WORK INSTRUCTION –
Return exactly the lines below, starting with the one that has "let dst_alpha = dst[3] as f64 / 255.0;" and going on through the one that has "let hex = hex.trim_start_matches('#');".

Collected data entries:
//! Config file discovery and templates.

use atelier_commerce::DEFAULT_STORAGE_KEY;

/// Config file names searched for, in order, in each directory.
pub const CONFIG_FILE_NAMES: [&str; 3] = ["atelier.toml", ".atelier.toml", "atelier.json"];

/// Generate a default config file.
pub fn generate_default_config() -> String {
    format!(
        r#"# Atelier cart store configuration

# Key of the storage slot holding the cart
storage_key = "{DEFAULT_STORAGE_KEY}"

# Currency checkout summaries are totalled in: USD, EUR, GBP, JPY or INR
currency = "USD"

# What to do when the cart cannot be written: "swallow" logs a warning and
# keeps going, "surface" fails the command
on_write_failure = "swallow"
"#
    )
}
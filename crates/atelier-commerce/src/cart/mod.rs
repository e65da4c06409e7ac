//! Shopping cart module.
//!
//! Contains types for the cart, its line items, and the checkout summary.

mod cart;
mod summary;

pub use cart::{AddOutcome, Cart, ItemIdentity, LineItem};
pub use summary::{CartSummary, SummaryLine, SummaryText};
* * *
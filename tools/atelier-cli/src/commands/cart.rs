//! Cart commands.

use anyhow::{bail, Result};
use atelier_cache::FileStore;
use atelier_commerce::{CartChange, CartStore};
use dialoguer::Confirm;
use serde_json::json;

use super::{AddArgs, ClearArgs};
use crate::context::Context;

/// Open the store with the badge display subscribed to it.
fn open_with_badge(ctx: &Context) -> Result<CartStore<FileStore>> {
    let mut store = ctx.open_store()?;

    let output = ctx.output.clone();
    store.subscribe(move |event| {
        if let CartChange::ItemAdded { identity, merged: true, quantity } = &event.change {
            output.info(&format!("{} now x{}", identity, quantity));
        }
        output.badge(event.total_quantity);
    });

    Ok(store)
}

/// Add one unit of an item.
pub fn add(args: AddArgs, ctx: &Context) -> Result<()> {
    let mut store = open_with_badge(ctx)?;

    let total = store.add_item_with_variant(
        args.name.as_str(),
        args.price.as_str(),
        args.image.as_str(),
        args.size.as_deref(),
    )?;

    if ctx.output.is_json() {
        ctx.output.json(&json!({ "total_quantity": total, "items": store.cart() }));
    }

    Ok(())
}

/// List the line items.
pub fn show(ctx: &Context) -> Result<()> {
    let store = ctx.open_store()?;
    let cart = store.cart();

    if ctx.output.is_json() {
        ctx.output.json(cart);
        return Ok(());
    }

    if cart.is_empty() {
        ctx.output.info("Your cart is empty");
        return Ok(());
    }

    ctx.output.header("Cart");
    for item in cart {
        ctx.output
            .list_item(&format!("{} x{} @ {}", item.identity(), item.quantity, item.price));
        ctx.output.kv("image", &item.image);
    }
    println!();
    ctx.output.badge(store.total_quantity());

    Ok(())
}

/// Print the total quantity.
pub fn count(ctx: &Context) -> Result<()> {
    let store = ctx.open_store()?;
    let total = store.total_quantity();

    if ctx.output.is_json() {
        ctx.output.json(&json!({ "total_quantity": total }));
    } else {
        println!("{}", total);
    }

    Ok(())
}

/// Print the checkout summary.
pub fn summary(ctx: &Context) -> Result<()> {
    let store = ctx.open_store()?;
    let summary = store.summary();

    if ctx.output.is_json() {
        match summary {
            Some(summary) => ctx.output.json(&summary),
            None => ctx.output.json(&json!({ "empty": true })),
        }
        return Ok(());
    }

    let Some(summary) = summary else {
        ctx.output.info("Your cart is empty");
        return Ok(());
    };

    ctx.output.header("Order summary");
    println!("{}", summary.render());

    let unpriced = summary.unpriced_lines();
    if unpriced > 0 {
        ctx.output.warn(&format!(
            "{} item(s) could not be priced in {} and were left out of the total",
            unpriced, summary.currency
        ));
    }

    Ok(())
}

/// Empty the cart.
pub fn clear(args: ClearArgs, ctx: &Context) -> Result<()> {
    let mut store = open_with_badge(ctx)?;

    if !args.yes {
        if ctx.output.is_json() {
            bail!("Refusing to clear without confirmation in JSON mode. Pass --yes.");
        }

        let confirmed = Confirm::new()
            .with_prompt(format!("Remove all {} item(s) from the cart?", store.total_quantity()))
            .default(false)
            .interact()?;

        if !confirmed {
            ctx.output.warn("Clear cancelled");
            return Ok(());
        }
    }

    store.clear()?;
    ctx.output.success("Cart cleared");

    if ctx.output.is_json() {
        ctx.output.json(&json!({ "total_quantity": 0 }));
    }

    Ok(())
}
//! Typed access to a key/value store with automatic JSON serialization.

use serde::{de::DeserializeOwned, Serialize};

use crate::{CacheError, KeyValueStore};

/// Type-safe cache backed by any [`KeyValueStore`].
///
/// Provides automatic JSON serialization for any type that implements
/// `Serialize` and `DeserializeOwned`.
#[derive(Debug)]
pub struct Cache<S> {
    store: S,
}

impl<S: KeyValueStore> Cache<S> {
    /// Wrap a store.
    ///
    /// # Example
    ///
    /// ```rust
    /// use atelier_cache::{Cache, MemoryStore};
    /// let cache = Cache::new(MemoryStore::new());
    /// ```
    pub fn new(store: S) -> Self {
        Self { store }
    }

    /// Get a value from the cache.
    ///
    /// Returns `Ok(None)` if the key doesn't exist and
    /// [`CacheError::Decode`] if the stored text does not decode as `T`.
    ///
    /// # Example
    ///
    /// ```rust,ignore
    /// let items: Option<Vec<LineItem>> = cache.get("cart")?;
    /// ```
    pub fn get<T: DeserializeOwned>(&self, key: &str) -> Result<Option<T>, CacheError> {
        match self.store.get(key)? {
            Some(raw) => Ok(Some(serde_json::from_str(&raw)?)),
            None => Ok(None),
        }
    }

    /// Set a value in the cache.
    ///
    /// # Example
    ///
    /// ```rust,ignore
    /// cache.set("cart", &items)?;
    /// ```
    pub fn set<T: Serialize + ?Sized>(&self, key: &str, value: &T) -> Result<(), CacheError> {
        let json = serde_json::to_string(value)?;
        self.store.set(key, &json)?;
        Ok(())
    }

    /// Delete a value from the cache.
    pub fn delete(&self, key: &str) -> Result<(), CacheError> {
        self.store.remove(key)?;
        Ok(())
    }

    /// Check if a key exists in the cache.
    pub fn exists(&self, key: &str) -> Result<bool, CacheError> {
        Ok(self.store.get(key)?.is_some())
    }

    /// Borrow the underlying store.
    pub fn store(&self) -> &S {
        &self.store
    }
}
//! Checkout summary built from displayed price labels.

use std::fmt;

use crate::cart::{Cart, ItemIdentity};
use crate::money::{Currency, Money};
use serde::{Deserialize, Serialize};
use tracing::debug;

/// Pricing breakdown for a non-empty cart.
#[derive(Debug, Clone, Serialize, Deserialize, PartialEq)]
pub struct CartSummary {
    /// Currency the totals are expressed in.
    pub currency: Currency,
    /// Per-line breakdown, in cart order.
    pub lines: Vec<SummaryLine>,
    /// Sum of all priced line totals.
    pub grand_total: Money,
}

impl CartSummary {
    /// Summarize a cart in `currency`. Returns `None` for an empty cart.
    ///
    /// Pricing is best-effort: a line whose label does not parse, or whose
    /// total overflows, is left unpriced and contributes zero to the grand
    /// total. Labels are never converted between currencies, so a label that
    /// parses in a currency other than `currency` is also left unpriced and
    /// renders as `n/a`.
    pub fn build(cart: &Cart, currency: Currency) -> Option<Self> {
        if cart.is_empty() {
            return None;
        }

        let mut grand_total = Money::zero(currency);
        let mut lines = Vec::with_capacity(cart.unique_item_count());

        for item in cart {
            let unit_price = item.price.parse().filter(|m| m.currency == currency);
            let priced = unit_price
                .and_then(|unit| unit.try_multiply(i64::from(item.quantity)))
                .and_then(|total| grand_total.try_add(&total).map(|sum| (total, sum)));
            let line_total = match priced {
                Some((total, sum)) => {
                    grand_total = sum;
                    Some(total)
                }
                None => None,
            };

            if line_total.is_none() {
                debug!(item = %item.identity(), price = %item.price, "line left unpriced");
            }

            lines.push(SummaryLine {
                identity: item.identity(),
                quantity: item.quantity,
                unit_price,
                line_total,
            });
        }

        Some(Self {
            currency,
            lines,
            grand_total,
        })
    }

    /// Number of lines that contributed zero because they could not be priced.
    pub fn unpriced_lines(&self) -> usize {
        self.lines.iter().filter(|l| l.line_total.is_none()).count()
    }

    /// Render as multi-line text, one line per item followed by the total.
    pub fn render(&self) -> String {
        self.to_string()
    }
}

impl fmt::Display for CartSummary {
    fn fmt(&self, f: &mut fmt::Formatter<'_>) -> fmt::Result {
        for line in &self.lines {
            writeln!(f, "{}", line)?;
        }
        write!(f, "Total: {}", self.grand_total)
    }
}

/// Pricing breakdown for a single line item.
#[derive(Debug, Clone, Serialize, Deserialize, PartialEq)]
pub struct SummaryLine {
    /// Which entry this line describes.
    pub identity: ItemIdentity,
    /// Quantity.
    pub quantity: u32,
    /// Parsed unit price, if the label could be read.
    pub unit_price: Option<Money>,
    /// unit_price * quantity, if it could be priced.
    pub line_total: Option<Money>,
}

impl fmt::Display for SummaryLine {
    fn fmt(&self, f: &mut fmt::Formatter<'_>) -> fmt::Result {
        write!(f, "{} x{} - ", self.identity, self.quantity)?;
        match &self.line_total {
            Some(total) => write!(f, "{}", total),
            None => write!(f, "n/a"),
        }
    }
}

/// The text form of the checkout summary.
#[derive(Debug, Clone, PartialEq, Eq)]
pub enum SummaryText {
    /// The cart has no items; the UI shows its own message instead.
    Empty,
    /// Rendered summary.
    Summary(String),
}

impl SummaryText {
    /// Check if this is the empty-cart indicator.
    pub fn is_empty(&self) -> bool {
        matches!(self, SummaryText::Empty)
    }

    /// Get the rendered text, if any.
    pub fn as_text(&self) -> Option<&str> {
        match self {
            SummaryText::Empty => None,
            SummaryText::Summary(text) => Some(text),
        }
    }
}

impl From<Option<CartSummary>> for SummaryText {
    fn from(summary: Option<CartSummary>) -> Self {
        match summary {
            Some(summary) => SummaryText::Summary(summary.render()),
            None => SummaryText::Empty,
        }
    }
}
---
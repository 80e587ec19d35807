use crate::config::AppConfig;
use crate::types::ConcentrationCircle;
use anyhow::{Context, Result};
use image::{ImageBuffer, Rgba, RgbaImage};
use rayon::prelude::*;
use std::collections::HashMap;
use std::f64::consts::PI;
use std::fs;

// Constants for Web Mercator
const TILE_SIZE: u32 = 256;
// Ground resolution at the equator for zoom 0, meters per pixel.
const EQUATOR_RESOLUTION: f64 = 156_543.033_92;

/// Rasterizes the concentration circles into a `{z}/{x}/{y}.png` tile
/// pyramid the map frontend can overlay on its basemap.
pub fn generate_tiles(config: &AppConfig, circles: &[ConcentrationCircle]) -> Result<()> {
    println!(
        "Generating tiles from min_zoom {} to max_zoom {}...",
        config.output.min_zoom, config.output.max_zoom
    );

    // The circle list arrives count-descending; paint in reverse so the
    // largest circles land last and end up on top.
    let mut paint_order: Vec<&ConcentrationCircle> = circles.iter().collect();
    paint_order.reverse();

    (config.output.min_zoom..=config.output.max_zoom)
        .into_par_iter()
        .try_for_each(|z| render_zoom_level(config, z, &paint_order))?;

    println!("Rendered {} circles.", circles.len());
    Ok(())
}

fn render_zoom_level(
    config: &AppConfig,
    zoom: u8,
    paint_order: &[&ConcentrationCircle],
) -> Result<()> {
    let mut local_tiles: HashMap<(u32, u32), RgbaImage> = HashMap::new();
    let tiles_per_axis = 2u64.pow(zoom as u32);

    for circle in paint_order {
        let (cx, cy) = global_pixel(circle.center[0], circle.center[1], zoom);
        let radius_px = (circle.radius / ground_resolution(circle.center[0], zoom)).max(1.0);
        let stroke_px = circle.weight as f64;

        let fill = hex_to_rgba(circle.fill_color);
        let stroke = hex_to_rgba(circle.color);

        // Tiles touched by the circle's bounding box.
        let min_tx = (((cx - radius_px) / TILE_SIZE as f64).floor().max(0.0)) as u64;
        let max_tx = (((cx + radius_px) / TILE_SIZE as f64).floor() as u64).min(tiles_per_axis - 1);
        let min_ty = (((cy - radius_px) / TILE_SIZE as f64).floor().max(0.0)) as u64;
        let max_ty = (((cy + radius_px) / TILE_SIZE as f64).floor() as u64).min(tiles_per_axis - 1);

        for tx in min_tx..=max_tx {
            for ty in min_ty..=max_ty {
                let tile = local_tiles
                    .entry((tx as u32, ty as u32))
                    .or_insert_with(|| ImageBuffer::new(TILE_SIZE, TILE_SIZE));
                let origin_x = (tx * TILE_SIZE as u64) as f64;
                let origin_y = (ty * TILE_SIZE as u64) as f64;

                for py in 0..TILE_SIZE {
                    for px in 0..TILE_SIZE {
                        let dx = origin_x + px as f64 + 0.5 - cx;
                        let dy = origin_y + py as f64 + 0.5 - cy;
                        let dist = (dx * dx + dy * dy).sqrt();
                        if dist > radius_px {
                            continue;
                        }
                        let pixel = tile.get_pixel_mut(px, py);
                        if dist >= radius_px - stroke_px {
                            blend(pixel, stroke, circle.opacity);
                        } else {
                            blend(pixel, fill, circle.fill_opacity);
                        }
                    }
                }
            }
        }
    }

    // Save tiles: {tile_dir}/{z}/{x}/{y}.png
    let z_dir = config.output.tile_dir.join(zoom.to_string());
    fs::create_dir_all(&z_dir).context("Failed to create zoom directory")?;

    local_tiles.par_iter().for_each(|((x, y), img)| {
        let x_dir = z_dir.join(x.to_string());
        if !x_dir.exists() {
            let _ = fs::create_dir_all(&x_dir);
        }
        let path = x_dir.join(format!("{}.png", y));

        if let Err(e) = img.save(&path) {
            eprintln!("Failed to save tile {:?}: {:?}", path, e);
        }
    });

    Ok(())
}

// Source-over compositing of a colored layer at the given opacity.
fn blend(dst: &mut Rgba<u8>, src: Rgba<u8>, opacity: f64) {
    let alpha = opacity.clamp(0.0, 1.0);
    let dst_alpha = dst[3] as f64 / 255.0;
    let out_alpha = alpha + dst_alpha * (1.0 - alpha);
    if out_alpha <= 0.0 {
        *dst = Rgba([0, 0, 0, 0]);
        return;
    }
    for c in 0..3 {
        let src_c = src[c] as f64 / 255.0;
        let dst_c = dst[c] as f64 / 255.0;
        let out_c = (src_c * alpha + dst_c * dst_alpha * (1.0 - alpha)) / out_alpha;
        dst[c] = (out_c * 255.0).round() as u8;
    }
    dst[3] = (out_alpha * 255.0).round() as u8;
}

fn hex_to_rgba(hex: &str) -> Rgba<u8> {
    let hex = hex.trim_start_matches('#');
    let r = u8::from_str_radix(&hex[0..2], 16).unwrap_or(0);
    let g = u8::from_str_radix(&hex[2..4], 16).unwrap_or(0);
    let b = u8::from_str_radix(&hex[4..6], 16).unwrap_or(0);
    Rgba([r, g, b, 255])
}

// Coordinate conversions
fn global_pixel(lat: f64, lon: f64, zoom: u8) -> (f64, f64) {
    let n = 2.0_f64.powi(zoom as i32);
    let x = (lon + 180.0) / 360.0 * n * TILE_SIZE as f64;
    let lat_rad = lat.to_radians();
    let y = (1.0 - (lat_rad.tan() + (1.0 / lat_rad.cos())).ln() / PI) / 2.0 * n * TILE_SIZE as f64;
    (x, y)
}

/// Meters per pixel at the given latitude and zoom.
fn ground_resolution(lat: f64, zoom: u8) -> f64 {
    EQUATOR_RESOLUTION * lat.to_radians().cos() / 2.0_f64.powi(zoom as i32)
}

RESPONSE –
    let dst_alpha = dst[3] as f64 / 255.0;
    let out_alpha = alpha + dst_alpha * (1.0 - alpha);
    if out_alpha <= 0.0 {
        *dst = Rgba([0, 0, 0, 0]);
        return;
    }
    for c in 0..3 {
        let src_c = src[c] as f64 / 255.0;
        let dst_c = dst[c] as f64 / 255.0;
        let out_c = (src_c * alpha + dst_c * dst_alpha * (1.0 - alpha)) / out_alpha;
        dst[c] = (out_c * 255.0).round() as u8;
    }
    dst[3] = (out_alpha * 255.0).round() as u8;
}

fn hex_to_rgba(hex: &str) -> Rgba<u8> {
    let hex = hex.trim_start_matches('#');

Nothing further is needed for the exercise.